# TF 03-08 Roto 6 Awards?



## X-mo-1979 (7 Aug 2009)

Having been home for quite a while now I was wondering if there were any awards given for roto 6?I have not seen anything on the GG website,but was wondering if anything was given at any of the parades lately.Or if anyone was in the know of when any medals for bravery etc would be presented (if any).It seemed the previous roto received theirs shortly after returning and I have heard nothing for roto 6.

I guess being home is award enough though!However I would love to know if anyone got awarded anything,as I have heard nothing.

Cheers all.


----------



## dapaterson (7 Aug 2009)

The last formal announcement of awards was in CANFORGEN 104/09, date the first of June.  They were mostly for the timeframe around TF 1-08; therefore I suspect any awards for TF 3-08 will come out in the late fall/early winter.

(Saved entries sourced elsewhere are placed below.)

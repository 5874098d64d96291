//! Memoized store handle construction.
//!
//! # Responsibility
//! - Build the store handle from configuration on first use.
//! - Hand out the same handle for the provider's lifetime.
//!
//! # Invariants
//! - Configuration problems fail the first call; no half-built handle is
//!   ever returned.
//! - A failed construction is not memoized.
//! - The handle is read-only after construction.

use super::sqlite::SqliteKvStore;
use super::{KvStore, StoreError};
use crate::config::{ConfigError, StoreConfig};
use log::{error, info};
use once_cell::sync::{Lazy, OnceCell};
use std::error::Error;
use std::fmt::{Display, Formatter};
use std::sync::Arc;
use std::time::{Duration, Instant};

static GLOBAL_PROVIDER: Lazy<ConnectionProvider> = Lazy::new(ConnectionProvider::from_env);

type ConfigLoader = Box<dyn Fn() -> Result<StoreConfig, ConfigError> + Send + Sync>;

#[derive(Debug)]
pub enum ProviderError {
    Config(ConfigError),
    Store(StoreError),
}

impl Display for ProviderError {
    fn fmt(&self, f: &mut Formatter<'_>) -> std::fmt::Result {
        match self {
            Self::Config(err) => write!(f, "store configuration: {err}"),
            Self::Store(err) => write!(f, "store open failed: {err}"),
        }
    }
}

impl Error for ProviderError {
    fn source(&self) -> Option<&(dyn Error + 'static)> {
        match self {
            Self::Config(err) => Some(err),
            Self::Store(err) => Some(err),
        }
    }
}

impl From<ConfigError> for ProviderError {
    fn from(value: ConfigError) -> Self {
        Self::Config(value)
    }
}

impl From<StoreError> for ProviderError {
    fn from(value: StoreError) -> Self {
        Self::Store(value)
    }
}

/// Cheap-to-clone handle to the configured store.
#[derive(Clone)]
pub struct StoreHandle {
    region: Arc<str>,
    call_timeout: Duration,
    store: Arc<SqliteKvStore>,
}

impl StoreHandle {
    /// Opens the store described by `config`.
    pub fn connect(config: &StoreConfig) -> Result<Self, StoreError> {
        Ok(Self::from_store(
            &config.region,
            config.call_timeout,
            SqliteKvStore::open(&config.location)?,
        ))
    }

    /// Wraps an already opened store.
    pub fn from_store(region: &str, call_timeout: Duration, store: SqliteKvStore) -> Self {
        Self {
            region: Arc::from(region),
            call_timeout,
            store: Arc::new(store),
        }
    }

    pub fn region(&self) -> &str {
        &self.region
    }

    pub fn call_timeout(&self) -> Duration {
        self.call_timeout
    }

    /// Store seen through the item contract.
    pub fn kv(&self) -> Arc<dyn KvStore> {
        self.store.clone()
    }

    /// Backend used for schema administration.
    pub fn backend(&self) -> &SqliteKvStore {
        &self.store
    }

    /// Whether both handles share the same underlying store instance.
    pub fn ptr_eq(&self, other: &Self) -> bool {
        Arc::ptr_eq(&self.store, &other.store)
    }
}

/// Lazily builds one [`StoreHandle`] and returns it on every call.
pub struct ConnectionProvider {
    load_config: ConfigLoader,
    handle: OnceCell<StoreHandle>,
}

impl ConnectionProvider {
    /// Provider reading its configuration from the process environment.
    pub fn from_env() -> Self {
        Self::new(StoreConfig::from_env)
    }

    /// Provider reading its configuration through `load_config`.
    pub fn new(
        load_config: impl Fn() -> Result<StoreConfig, ConfigError> + Send + Sync + 'static,
    ) -> Self {
        Self {
            load_config: Box::new(load_config),
            handle: OnceCell::new(),
        }
    }

    /// Returns the memoized handle, constructing it on first use.
    ///
    /// # Errors
    /// - `ProviderError::Config` when required settings are absent or invalid.
    /// - `ProviderError::Store` when the store cannot be opened.
    pub fn handle(&self) -> Result<StoreHandle, ProviderError> {
        self.handle
            .get_or_try_init(|| {
                let started_at = Instant::now();
                let config = (self.load_config)().map_err(|err| {
                    error!(
                        "event=store_handle_init module=store status=error error_code=config_invalid error={err}"
                    );
                    ProviderError::Config(err)
                })?;
                let handle = StoreHandle::connect(&config).map_err(|err| {
                    error!(
                        "event=store_handle_init module=store status=error error_code=store_open_failed region={} error={err}",
                        config.region
                    );
                    ProviderError::Store(err)
                })?;
                info!(
                    "event=store_handle_init module=store status=ok region={} duration_ms={}",
                    config.region,
                    started_at.elapsed().as_millis()
                );
                Ok(handle)
            })
            .cloned()
    }

    pub fn is_initialized(&self) -> bool {
        self.handle.get().is_some()
    }
}

/// Returns the process-wide handle configured from the environment.
pub fn get_handle() -> Result<StoreHandle, ProviderError> {
    GLOBAL_PROVIDER.handle()
}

I don't have a calendar handy for the honours and awards committee, so that's the best estimate I can give.


----------



## X-mo-1979 (7 Aug 2009)

dapaterson said:
			
		

> The last formal announcement of awards was in CANFORGEN 104/09, date the first of June.  They were mostly for the timeframe around TF 1-08; therefore I suspect any awards for TF 3-08 will come out in the late fall/early winter.
> 
> I don't have a calendar handy for the honours and awards committee, so that's the best estimate I can give.



Thanks Dapatterson.


----------



## dapaterson (7 Aug 2009)

One further note: With few exceptions, awards need go work their way through the DND bureaucracy and then hit the GG side, so timelines are not always as predictable as we might like.  In addition, the higher the level of the recommended award the more investigation that may be done.

Under the previous CDS there was a real push for H&R for Afghanistan to be done quickly; that sense of urgency seems to have faded.


----------



## X-mo-1979 (7 Aug 2009)

dapaterson said:
			
		

> One further note: With few exceptions, awards need go work their way through the DND bureaucracy and then hit the GG side, so timelines are not always as predictable as we might like.  In addition, the higher the level of the recommended award the more investigation that may be done.
> 
> Under the previous CDS there was a real push for H&R for Afghanistan to be done quickly; that sense of urgency seems to have faded.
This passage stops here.